Frederick John Kiesler, a theatre designer, artist, theoretician and architect, was born on September 22, 1890 in Cernauti, Romania. His only built architectural works were the Film Guild Cinema (1929) in New York City and the Shrine of the Book (1965) in Jerusalem. Numerous critics claim that he was far in advance of his contemporaries.
FREDERICK KEISLER'S 'ENDLESS THEATRE' 1924 (unbuilt)
Kiesler presented the Endless Theatre design based on the concept of endless space in 1924. The design shows his thoughts on non-territoriality of space, as a rebellion against modernism-based functional space concept which overwhelmed the 1920s. Kiesler's design consists of a continuous curved surface, and showed that it could maintain a shape structurally without column or frame. In the 1920s, architecture showed a strong tendency to interpret space from a functional point of view. In general, buildings were shaped as square boxes, with four corners at the points where the ceiling adjoined the floor. However, there is no corner in the Endless Theatre concept, and all planes are connected into one plane with continuity. Kiesler’s idea brought a paradigm shift from the conventional thought that the floor, wall, ceiling and column, which are structural elements of construction, are primary elements in shaping space.

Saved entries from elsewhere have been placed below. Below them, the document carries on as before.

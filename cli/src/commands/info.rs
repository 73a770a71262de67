use anyhow::{Context, Result};
use record_diff::{collect, format_field_value, parse_json};
use std::fs;
use std::io::{self, Write};
use std::path::Path;
use std::process::ExitCode;

pub fn run(path: &Path) -> Result<ExitCode> {
    let text = fs::read_to_string(path)
        .with_context(|| format!("Failed to read record: {}", path.display()))?;
    let node = parse_json(&text)
        .with_context(|| format!("Failed to parse record: {}", path.display()))?;

    let stdout = io::stdout();
    let mut handle = stdout.lock();

    let filename = path
        .file_name()
        .map(|s| s.to_string_lossy())
        .unwrap_or_else(|| path.to_string_lossy());
    writeln!(handle, "Record: {}", filename)?;

    let Some(node) = node else {
        writeln!(handle, "(empty)")?;
        return Ok(ExitCode::from(0));
    };
    let collected = collect(&node);

    let mut keys: Vec<&String> = collected.fields.keys().collect();
    keys.sort();
    writeln!(handle, "Fields: {}", keys.len())?;
    for key in keys {
        writeln!(
            handle,
            "  - {} = {}",
            key,
            format_field_value(&collected.fields[key])
        )?;
    }

    let mut paths: Vec<&String> = collected.tables.keys().collect();
    paths.sort();
    writeln!(handle, "Tables: {}", paths.len())?;
    for path in paths {
        let table = &collected.tables[path];
        let title = table
            .name
            .as_deref()
            .map(|t| format!(" ({})", t))
            .unwrap_or_default();
        writeln!(
            handle,
            "  - \"{}\"{} {}x{}, columns: {}",
            path,
            title,
            table.rows.len(),
            table.columns.len(),
            table.columns.join(", ")
        )?;
    }

    Ok(ExitCode::from(0))
}
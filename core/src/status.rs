use crate::diff::{DiffStatus, TableDiffRow};
use serde::Serialize;

/// Row tallies per status. All five statuses are always present.
#[derive(Debug, Clone, Copy, Default, PartialEq, Eq, Serialize)]
pub struct StatusCounts {
    pub changed: usize,
    pub added: usize,
    pub removed: usize,
    pub moved: usize,
    pub unchanged: usize,
}

impl StatusCounts {
    pub fn record(&mut self, status: DiffStatus) {
        *self.slot(status) += 1;
    }

    pub fn get(&self, status: DiffStatus) -> usize {
        match status {
            DiffStatus::Changed => self.changed,
            DiffStatus::Added => self.added,
            DiffStatus::Removed => self.removed,
            DiffStatus::Moved => self.moved,
            DiffStatus::Unchanged => self.unchanged,
        }
    }

    pub fn total(&self) -> usize {
        self.changed + self.added + self.removed + self.moved + self.unchanged
    }

    pub fn merged(&self, other: &StatusCounts) -> StatusCounts {
        StatusCounts {
            changed: self.changed + other.changed,
            added: self.added + other.added,
            removed: self.removed + other.removed,
            moved: self.moved + other.moved,
            unchanged: self.unchanged + other.unchanged,
        }
    }

    fn slot(&mut self, status: DiffStatus) -> &mut usize {
        match status {
            DiffStatus::Changed => &mut self.changed,
            DiffStatus::Added => &mut self.added,
            DiffStatus::Removed => &mut self.removed,
            DiffStatus::Moved => &mut self.moved,
            DiffStatus::Unchanged => &mut self.unchanged,
        }
    }
}

pub fn count_statuses(rows: &[TableDiffRow]) -> StatusCounts {
    rows.iter().fold(StatusCounts::default(), |mut counts, row| {
        counts.record(row.status);
        counts
    })
}
use crate::config::DiffConfig;
use log::{debug, info};
use std::fmt;

/// Log target for per-row alignment decisions.
pub const DECISION_TARGET: &str = "record_diff::decision";

/// Per-table state shared by move extraction, alignment and cell diffing.
pub(crate) struct TableCtx<'a> {
    pub(crate) path: &'a str,
    pub(crate) config: &'a DiffConfig,
}

impl<'a> TableCtx<'a> {
    pub(crate) fn new(path: &'a str, config: &'a DiffConfig) -> Self {
        Self { path, config }
    }

    /// Records why a row received its status.
    pub(crate) fn decision(&self, id: &str, status: &str, reason: fmt::Arguments<'_>) {
        if self.config.log_decisions {
            debug!(target: DECISION_TARGET, "{} :: {} -> {}. reason: {}", self.path, id, status, reason);
        }
    }

    /// Records a switch to a cheaper strategy.
    pub(crate) fn degraded(&self, what: &str, reason: fmt::Arguments<'_>) {
        degraded(self.config, format_args!("{}", self.path), what, reason);
    }
}

/// Records a switch to a cheaper strategy for `scope` (a table path, field
/// key, or table cell). Silent unless `log_decisions` is set.
pub(crate) fn degraded(
    config: &DiffConfig,
    scope: fmt::Arguments<'_>,
    what: &str,
    reason: fmt::Arguments<'_>,
) {
    if config.log_decisions {
        info!(target: DECISION_TARGET, "{} :: {}: {}", scope, what, reason);
    }
}

/// Logs a text diff the size guards refused.
pub(crate) fn text_diff_skipped(
    config: &DiffConfig,
    scope: fmt::Arguments<'_>,
    left: &str,
    right: &str,
) {
    degraded(
        config,
        scope,
        "text diff skipped",
        format_args!(
            "{}x{} characters exceed the guards",
            left.chars().count(),
            right.chars().count()
        ),
    );
}
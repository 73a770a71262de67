//! Record diffing engine.
//!
//! Provides [`diff_nodes`] for comparing two normalized records and producing
//! a [`DiffReport`] of field and table changes.
//!
//! ## Module Structure
//!
//! - `table_diff`: per-table orchestration (moves, alignment, reinsertion)
//! - `cell_diff`: column-by-column text comparison of matched rows
//! - `context`: per-table state and decision logging

mod cell_diff;
pub(crate) mod context;
mod table_diff;

use crate::config::DiffConfig;
use crate::diff::DiffReport;
use crate::field_diff::diff_fields;
use crate::model::Node;
use crate::normalize::{Collected, collect};

pub use cell_diff::cell_diffs;
pub use context::DECISION_TARGET;
pub use table_diff::{TableMap, diff_table, diff_tables};

/// Diffs two records. A missing side compares as an empty record.
pub fn diff_nodes(left: Option<&Node>, right: Option<&Node>, config: &DiffConfig) -> DiffReport {
    let left = left.map(collect).unwrap_or_default();
    let right = right.map(collect).unwrap_or_default();
    diff_collected(&left, &right, config)
}

/// Diffs two already flattened records.
pub fn diff_collected(left: &Collected, right: &Collected, config: &DiffConfig) -> DiffReport {
    let fields = diff_fields(&left.fields, &right.fields, config);
    let tables = diff_tables(&left.tables, &right.tables, config);
    DiffReport::new(fields, tables)
}
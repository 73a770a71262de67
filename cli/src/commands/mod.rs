pub mod diff;
pub mod info;
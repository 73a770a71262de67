//! Distance and similarity primitives used to score candidate row pairs.

use crate::model::{ColumnSet, Row};
use rustc_hash::FxHashSet;

/// Signatures longer than this (in characters) are compared by token overlap
/// instead of edit distance.
pub const TOKEN_SIMILARITY_MIN_LEN: usize = 300;

/// Rows at or above this similarity are aligned as one changed pair.
pub const SIMILAR_ROW_THRESHOLD: f64 = 0.6;

/// Outcome of comparing two rows under a column set.
#[derive(Debug, Clone, Copy, PartialEq)]
pub struct RowComparison {
    /// Every column renders identically on both sides.
    pub same: bool,
    pub similar: bool,
    pub similarity: f64,
}

impl RowComparison {
    /// Substitution cost used by the DP aligner.
    pub fn substitution_cost(&self) -> f64 {
        if self.same {
            0.0
        } else if self.similar {
            1.0 - self.similarity
        } else {
            2.0
        }
    }
}

/// Levenshtein distance over characters (unit insert/delete/substitute cost).
pub fn edit_distance(a: &str, b: &str) -> usize {
    if a == b {
        return 0;
    }
    let a: Vec<char> = a.chars().collect();
    let b: Vec<char> = b.chars().collect();
    if a.is_empty() {
        return b.len();
    }
    if b.is_empty() {
        return a.len();
    }

    let mut prev: Vec<usize> = (0..=b.len()).collect();
    let mut curr = vec![0usize; b.len() + 1];
    for (i, ca) in a.iter().enumerate() {
        curr[0] = i + 1;
        for (j, cb) in b.iter().enumerate() {
            let cost = usize::from(ca != cb);
            curr[j + 1] = (prev[j + 1] + 1).min(curr[j] + 1).min(prev[j] + cost);
        }
        std::mem::swap(&mut prev, &mut curr);
    }
    prev[b.len()]
}

/// Jaccard similarity of the lower-cased word sets of `a` and `b`.
pub fn token_similarity(a: &str, b: &str) -> f64 {
    let left = tokenize(a);
    let right = tokenize(b);

    if left.is_empty() && right.is_empty() {
        return 1.0;
    }

    let inter = left.iter().filter(|token| right.contains(*token)).count();
    let union = left.len() + right.len() - inter;
    if union == 0 {
        0.0
    } else {
        inter as f64 / union as f64
    }
}

fn is_word_char(ch: char) -> bool {
    ch.is_ascii_alphanumeric() || ch == '_' || ('\u{0400}'..='\u{04FF}').contains(&ch)
}

fn tokenize(text: &str) -> FxHashSet<String> {
    text.to_lowercase()
        .split(|ch: char| !is_word_char(ch))
        .filter(|token| !token.is_empty())
        .map(str::to_string)
        .collect()
}

/// Similarity of two strings in `[0, 1]`, picking the strategy by length.
pub fn text_similarity(a: &str, b: &str) -> f64 {
    let max_len = a.chars().count().max(b.chars().count());
    if max_len == 0 {
        return 1.0;
    }
    if max_len > TOKEN_SIMILARITY_MIN_LEN {
        return token_similarity(a, b);
    }
    1.0 - edit_distance(a, b) as f64 / max_len as f64
}

/// Similarity of two rows' signatures under `columns`.
pub fn row_similarity(left: &Row, right: &Row, columns: &ColumnSet) -> f64 {
    if left.content_eq(right, columns) {
        return 1.0;
    }
    text_similarity(&left.signature(columns), &right.signature(columns))
}

pub fn compare_rows(left: &Row, right: &Row, columns: &ColumnSet) -> RowComparison {
    if left.content_eq(right, columns) {
        return RowComparison {
            same: true,
            similar: true,
            similarity: 1.0,
        };
    }
    let similarity = text_similarity(&left.signature(columns), &right.signature(columns));
    RowComparison {
        same: false,
        similar: similarity >= SIMILAR_ROW_THRESHOLD,
        similarity,
    }
}

#[cfg(test)]
mod tests {
    use super::*;
    use serde_json::json;

    fn cols(names: &[&str]) -> ColumnSet {
        ColumnSet::new(names.iter().map(|s| s.to_string()).collect())
    }

    #[test]
    fn edit_distance_matches_levenshtein() {
        assert_eq!(edit_distance("", ""), 0);
        assert_eq!(edit_distance("abc", ""), 3);
        assert_eq!(edit_distance("", "ab"), 2);
        assert_eq!(edit_distance("kitten", "sitting"), 3);
        assert_eq!(edit_distance("flaw", "lawn"), 2);
        assert_eq!(edit_distance("ёлка", "елка"), 1);
    }

    #[test]
    fn token_similarity_is_jaccard_over_word_sets() {
        assert_eq!(token_similarity("", "  "), 1.0);
        assert_eq!(token_similarity("a b", "A B b"), 1.0);
        assert!((token_similarity("red green", "green blue") - 1.0 / 3.0).abs() < 1e-9);
        assert_eq!(token_similarity("Привет мир", "мир ПРИВЕТ"), 1.0);
        assert_eq!(token_similarity("x", ""), 0.0);
    }

    #[test]
    fn long_texts_use_token_overlap() {
        let a = format!("{} tail", "word ".repeat(80));
        let b = format!("{} other", "word ".repeat(80));
        assert!(a.len() > TOKEN_SIMILARITY_MIN_LEN);
        // Token sets {word, tail} and {word, other} share one of three tokens.
        assert!((text_similarity(&a, &b) - 1.0 / 3.0).abs() < 1e-9);
    }

    #[test]
    fn row_similarity_uses_edit_ratio_for_short_rows() {
        let columns = cols(&["name"]);
        let a = Row::with_id("1", [("name", json!("alpha"))]);
        let b = Row::with_id("2", [("name", json!("alphb"))]);
        assert!((row_similarity(&a, &b, &columns) - 0.8).abs() < 1e-9);
        assert_eq!(row_similarity(&a, &a, &columns), 1.0);
    }

    #[test]
    fn rows_with_empty_signatures_are_identical() {
        let columns = cols(&["x"]);
        let a = Row::with_id("1", Vec::<(String, serde_json::Value)>::new());
        let b = Row::with_id("2", [("x", json!(null))]);
        let cmp = compare_rows(&a, &b, &columns);
        assert!(cmp.same);
        assert_eq!(cmp.substitution_cost(), 0.0);
    }

    #[test]
    fn dissimilar_rows_cost_as_much_as_delete_plus_insert() {
        let columns = cols(&["name"]);
        let a = Row::with_id("1", [("name", json!("alpha"))]);
        let b = Row::with_id("2", [("name", json!("zzzzzz"))]);
        let cmp = compare_rows(&a, &b, &columns);
        assert!(!cmp.same);
        assert!(!cmp.similar);
        assert_eq!(cmp.substitution_cost(), 2.0);
    }
}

Kiesler’s endless concept accepts a dual structure consisting of meanings of time and space simultaneously. If one interprets endless as ‘without an end’, it means ‘the eternity of time’, while it also implies ‘there is no corner’ in an aspect of space.
Kiesler presented a drift of ‘Endless Theatre’ in 1924, which brought up the image of an egg which used the specific feature of its space as a metaphoric expression of the relation between a fetus and a womb. Egg-shaped curved figure proposed by Kiesler has no corner and its surface is a continued one, showing non-territoriality of space best. Most of the buildings based on International Style, which was reckoned as a mainstream at that time, applied three elements of buildings, including wall, floor and ceiling, to architecture based on Euclidian geometry. However, Kiesler recognized space as an original existence of the universe, and pursued the continuity of space under the belief that there is no eternal geometry.
Model of Theatre |
Floor plan of Endless Theatre |
Section of Endless Theatre |
Floor plan of Endless Theatre |
UTOPIAN THEATRES – RACHEL HANN
The objective was to form new insights on the historically significant theatre through the process of computer-based 3D visualisation.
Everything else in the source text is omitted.